Derivatives dealers are preparing for a most unusual situation: negative short-term interest rates in one of the world's major economies.

The International Swaps and Derivatives Association plans to issue an advisory next week on dealing with negative rates, attempting to provide practical guidance to traders in the event that rates in Japan slip below zero.

Since the end of March, the Bank of Japan has steadily cut interest rates, to the point where its discount lending rate now stands at 0.5%. The central bank's actions have come in response to a deepening recession and banking crisis that has resulted in the failure of two financial institutions and credit problems at scores of others.

Negative rates could limit the flexibility of Japan's politicians and central bankers in dealing with the nation's financial crisis and prompt investors to seek legal protection.

The low rates have already set off alarms among some participants in the derivatives markets. Chip Goodrich, vice chairman of the swaps and derivatives association and a managing director at Merrill Lynch & Co., said the group's guidance statement is a response to requests from members.
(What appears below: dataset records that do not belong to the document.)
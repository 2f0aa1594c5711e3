//! Web API Module
//!
//! Thin transport over the engine: validates input, calls the engine, and
//! serializes the result. All endpoints return JSON and require no
//! authentication (prototype mode). No engine logic lives here — the engine
//! never fails, so well-formed requests always get a 200.

use crate::config::{AppConfig, EngineConfig};
use crate::engine::backend::GeminiBackend;
use crate::engine::catalog::default_catalog;
use crate::engine::types::{CareerRecommendation, UserContext, UserProfile};
use crate::engine::CareerMentor;
use actix_cors::Cors;
use actix_web::{web, App, HttpResponse, HttpServer, Responder};
use serde::{Deserialize, Serialize};
use std::sync::Arc;

// ============================================================
// APPLICATION STATE
// ============================================================

/// Shared application state. The engine serializes its own mutable state,
/// so one instance is shared across all workers.
pub struct AppState {
    pub mentor: CareerMentor,
}

// ============================================================
// API REQUEST/RESPONSE TYPES
// ============================================================

#[derive(Deserialize)]
pub struct ChatRequest {
    pub user_message: Option<String>,
    pub user_context: Option<UserContext>,
}

#[derive(Serialize)]
pub struct ChatReply {
    pub response: String,
}

/// Required fields are optional here so the transport can reject each
/// omission with a named error instead of a generic deserialization failure.
#[derive(Deserialize)]
pub struct AssessRequest {
    pub interests: Option<Vec<String>>,
    pub skills: Option<Vec<String>>,
    pub experience_level: Option<String>,
    pub education: Option<String>,
    #[serde(default)]
    pub work_values: Vec<String>,
}

#[derive(Serialize)]
pub struct AssessReply {
    pub recommendations: Vec<CareerRecommendation>,
}

#[derive(Serialize)]
pub struct ApiResponse<T> {
    pub success: bool,
    pub data: Option<T>,
    pub error: Option<String>,
}

impl<T: Serialize> ApiResponse<T> {
    pub fn success(data: T) -> Self {
        Self {
            success: true,
            data: Some(data),
            error: None,
        }
    }

    pub fn error(message: &str) -> ApiResponse<()> {
        ApiResponse {
            success: false,
            data: None,
            error: Some(message.to_string()),
        }
    }
}

fn validate_profile(req: AssessRequest) -> Result<UserProfile, String> {
    let interests = req.interests.ok_or("Missing field: interests")?;
    let skills = req.skills.ok_or("Missing field: skills")?;
    let experience_level = req.experience_level.ok_or("Missing field: experience_level")?;
    let education = req.education.ok_or("Missing field: education")?;

    Ok(UserProfile {
        interests,
        skills,
        experience_level,
        education,
        work_values: req.work_values,
    })
}

// ============================================================
// API HANDLERS
// ============================================================

/// Service overview
async fn home() -> impl Responder {
    HttpResponse::Ok().json(serde_json::json!({
        "status": "Career Mentor API is running",
        "endpoints": ["/chat", "/assess-career", "/status", "/health"]
    }))
}

/// Health check endpoint
async fn health_check() -> impl Responder {
    HttpResponse::Ok().json(serde_json::json!({
        "status": "healthy",
        "service": "Career Mentor API",
        "version": env!("CARGO_PKG_VERSION")
    }))
}

/// Engine introspection for monitoring
async fn status(data: web::Data<Arc<AppState>>) -> impl Responder {
    let status = data.mentor.describe().await;
    HttpResponse::Ok().json(ApiResponse::success(status))
}

/// One chat turn
async fn chat(data: web::Data<Arc<AppState>>, req: web::Json<ChatRequest>) -> impl Responder {
    let req = req.into_inner();
    let message = match req.user_message.filter(|m| !m.trim().is_empty()) {
        Some(message) => message,
        None => {
            return HttpResponse::BadRequest()
                .json(ApiResponse::<()>::error("No user_message provided"));
        }
    };

    let response = data.mentor.respond(&message, req.user_context).await;
    HttpResponse::Ok().json(ApiResponse::success(ChatReply { response }))
}

/// Structured career assessment
async fn assess_career(
    data: web::Data<Arc<AppState>>,
    req: web::Json<AssessRequest>,
) -> impl Responder {
    let profile = match validate_profile(req.into_inner()) {
        Ok(profile) => profile,
        Err(message) => {
            return HttpResponse::BadRequest().json(ApiResponse::<()>::error(&message));
        }
    };

    let recommendations = data.mentor.assess(&profile).await;
    HttpResponse::Ok().json(ApiResponse::success(AssessReply { recommendations }))
}

// ============================================================
// SERVER CONFIGURATION
// ============================================================

fn routes(cfg: &mut web::ServiceConfig) {
    cfg.route("/", web::get().to(home))
        .route("/health", web::get().to(health_check))
        .route("/status", web::get().to(status))
        .route("/chat", web::post().to(chat))
        .route("/assess-career", web::post().to(assess_career));
}

/// Configure and run the API server
pub async fn run_server(config: AppConfig) -> std::io::Result<()> {
    let engine_config = EngineConfig::default();
    let backend = GeminiBackend::new(
        config.api_key.clone(),
        config.model.clone(),
        engine_config.request_timeout,
    )
    .map_err(|err| std::io::Error::new(std::io::ErrorKind::Other, err.to_string()))?;

    let mentor = CareerMentor::new(Arc::new(backend), default_catalog(), engine_config);
    let state = Arc::new(AppState { mentor });

    println!(
        "🚀 Career Mentor API starting at http://{}:{}",
        config.host, config.port
    );
    println!("📚 API Endpoints:");
    println!("   POST /chat            - Career counseling chat");
    println!("   POST /assess-career   - Structured career assessment");
    println!("   GET  /status          - Engine status");
    println!("   GET  /health          - Health check");
    log::info!("using Gemini model '{}'", config.model);

    HttpServer::new(move || {
        let cors = Cors::default()
            .allow_any_origin()
            .allow_any_method()
            .allow_any_header();

        App::new()
            .wrap(cors)
            .app_data(web::Data::new(state.clone()))
            .configure(routes)
    })
    .bind((config.host.as_str(), config.port))?
    .run()
    .await
}

#[cfg(test)]
mod tests {
    use super::*;
    use crate::engine::backend::testing::{FailingBackend, StaticBackend};
    use crate::engine::backend::GenerativeBackend;
    use actix_web::{http::StatusCode, test};
    use serde_json::{json, Value};

    fn state(backend: Arc<dyn GenerativeBackend>) -> web::Data<Arc<AppState>> {
        let mentor = CareerMentor::new(backend, default_catalog(), EngineConfig::default());
        web::Data::new(Arc::new(AppState { mentor }))
    }

    #[actix_web::test]
    async fn chat_returns_backend_reply() {
        let app = test::init_service(
            App::new()
                .app_data(state(Arc::new(StaticBackend::replying("Halo juga!"))))
                .configure(routes),
        )
        .await;

        let req = test::TestRequest::post()
            .uri("/chat")
            .set_json(json!({ "user_message": "Halo" }))
            .to_request();
        let body: Value = test::call_and_read_body_json(&app, req).await;

        assert_eq!(body["success"], true);
        assert_eq!(body["data"]["response"], "Halo juga!");
    }

    #[actix_web::test]
    async fn chat_without_message_is_rejected() {
        let app = test::init_service(
            App::new()
                .app_data(state(Arc::new(StaticBackend::replying("x"))))
                .configure(routes),
        )
        .await;

        let req = test::TestRequest::post()
            .uri("/chat")
            .set_json(json!({}))
            .to_request();
        let res = test::call_service(&app, req).await;
        assert_eq!(res.status(), StatusCode::BAD_REQUEST);
    }

    #[actix_web::test]
    async fn chat_stays_up_when_backend_is_down() {
        let app = test::init_service(
            App::new()
                .app_data(state(Arc::new(FailingBackend)))
                .configure(routes),
        )
        .await;

        let req = test::TestRequest::post()
            .uri("/chat")
            .set_json(json!({ "user_message": "Halo" }))
            .to_request();
        let body: Value = test::call_and_read_body_json(&app, req).await;

        assert_eq!(body["success"], true);
        let response = body["data"]["response"].as_str().unwrap();
        assert!(!response.is_empty());
    }

    #[actix_web::test]
    async fn assess_requires_each_named_field() {
        let app = test::init_service(
            App::new()
                .app_data(state(Arc::new(FailingBackend)))
                .configure(routes),
        )
        .await;

        let req = test::TestRequest::post()
            .uri("/assess-career")
            .set_json(json!({
                "interests": ["teknologi"],
                "skills": ["python"],
                "education": "S1"
            }))
            .to_request();
        let res = test::call_service(&app, req).await;
        assert_eq!(res.status(), StatusCode::BAD_REQUEST);

        let body: Value = test::read_body_json(res).await;
        assert_eq!(body["error"], "Missing field: experience_level");
    }

    #[actix_web::test]
    async fn assess_returns_recommendations_without_backend() {
        let app = test::init_service(
            App::new()
                .app_data(state(Arc::new(FailingBackend)))
                .configure(routes),
        )
        .await;

        let req = test::TestRequest::post()
            .uri("/assess-career")
            .set_json(json!({
                "interests": [],
                "skills": ["Python"],
                "experience_level": "Entry level",
                "education": "S1"
            }))
            .to_request();
        let body: Value = test::call_and_read_body_json(&app, req).await;

        assert_eq!(body["success"], true);
        let recommendations = body["data"]["recommendations"].as_array().unwrap();
        assert!(!recommendations.is_empty());
        assert_eq!(recommendations[0]["career_title"], "Software Engineer");
    }

    #[actix_web::test]
    async fn status_reports_engine_counters() {
        let app = test::init_service(
            App::new()
                .app_data(state(Arc::new(StaticBackend::replying("ok"))))
                .configure(routes),
        )
        .await;

        let req = test::TestRequest::get().uri("/status").to_request();
        let body: Value = test::call_and_read_body_json(&app, req).await;

        assert_eq!(body["data"]["turn_count"], 0);
        assert!(body["data"]["prompt_length"].as_u64().unwrap() > 0);
        assert_eq!(body["data"]["catalog_size"], 5);
    }
}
Most over-the-counter derivatives transactions are covered by master agreements drafted by the trade group. However, in their original form, these agreements did not address the possibility of negative interest rates.

Such a situation could arise in interest rate swaps whose terms call for a floating rate below a benchmark Japanese interest rate. With rates so low, these terms could create a floating rate that is in effect, less than zero.

By issuing an advisory on how to handle this possibility, the association is hoping to give members a way to avoid legal conflict.

Mr. Goodrich said the association's members have decided the best way to handle such a situation is to have the party receiving the negative interest pay that amount to its counterparty.

"We are also saying that if you want to reach a different result, here is a way to approach that in the legal document," he said.

Although short-term interest rates in Japan are at an historically low level, real interest rates - adjusted for inflation or other factors such as taxes - have fallen below zero many times in the past, said What is unusual in this case, however, is that the concern is about negative nominal rates.

A particular concern in the current case is the fear that the Japanese may have stumbled into the kind of "liquidity trap" that the economist John Maynard Keynes warned of. In such a situation investors refuse to borrow despite efforts by the financial system to make credit available.

Adding to the problem is the continued decline in the price of real estate and other assets. This has created a lack of short-term investment opportunities, Mr. Miller said.

"The prospects for investment are so dismal that people don't want to borrow," he said. "If you think prices are going to fall, then even a 0% interest rate is too high because you have to pay it back with more valuable currency."

While derivatives dealers are taking steps to limit any potential problems arising from the rate environment, some banks have taken advantage of the situation raise medium-term funds.

Daniel Schneider, a senior vice president with State Street Boston Corp. who heads the $22 billion-asset bank's money markets division, said it raised 5 billion yen, or nearly $50 million, in a yen Euronote offering earlier this month to fund its U.S. banking operations.

The two-year note, which was the first issuance of a yen-denominated bank note in Japan, carried a fixed coupon rate of 1.05%, about 18 basis points higher than Japan's treasury securities at that time.

Mr. Schneider said the bank had wanted to diversify its funding sources under a $750 million bank note program begun in 1991. With rates in Japan at such low levels, the bank felt it was the right time to issue the notes in Japan.

While rates have continued to fall since the Oct. 12 issuance, State Street was pleased with its offering. It retained its fixed rate obligations even though it swapped the yen denominated funds into U.S. dollars.

"We thought this would be a good way for us to gain some experience by using the foreign currency option, particularly to issue in Japan," he said.

At the same time U.S. banks are finding borrowing costs unusually low in Japan, Japanese banks are paying premiums for their funds. But few expect the problems to continue much longer.

One Japanese bond trader said certain big banks are likely to recover quickly.

"The good Japanese banks will again be able to buy funds at market rates eventually."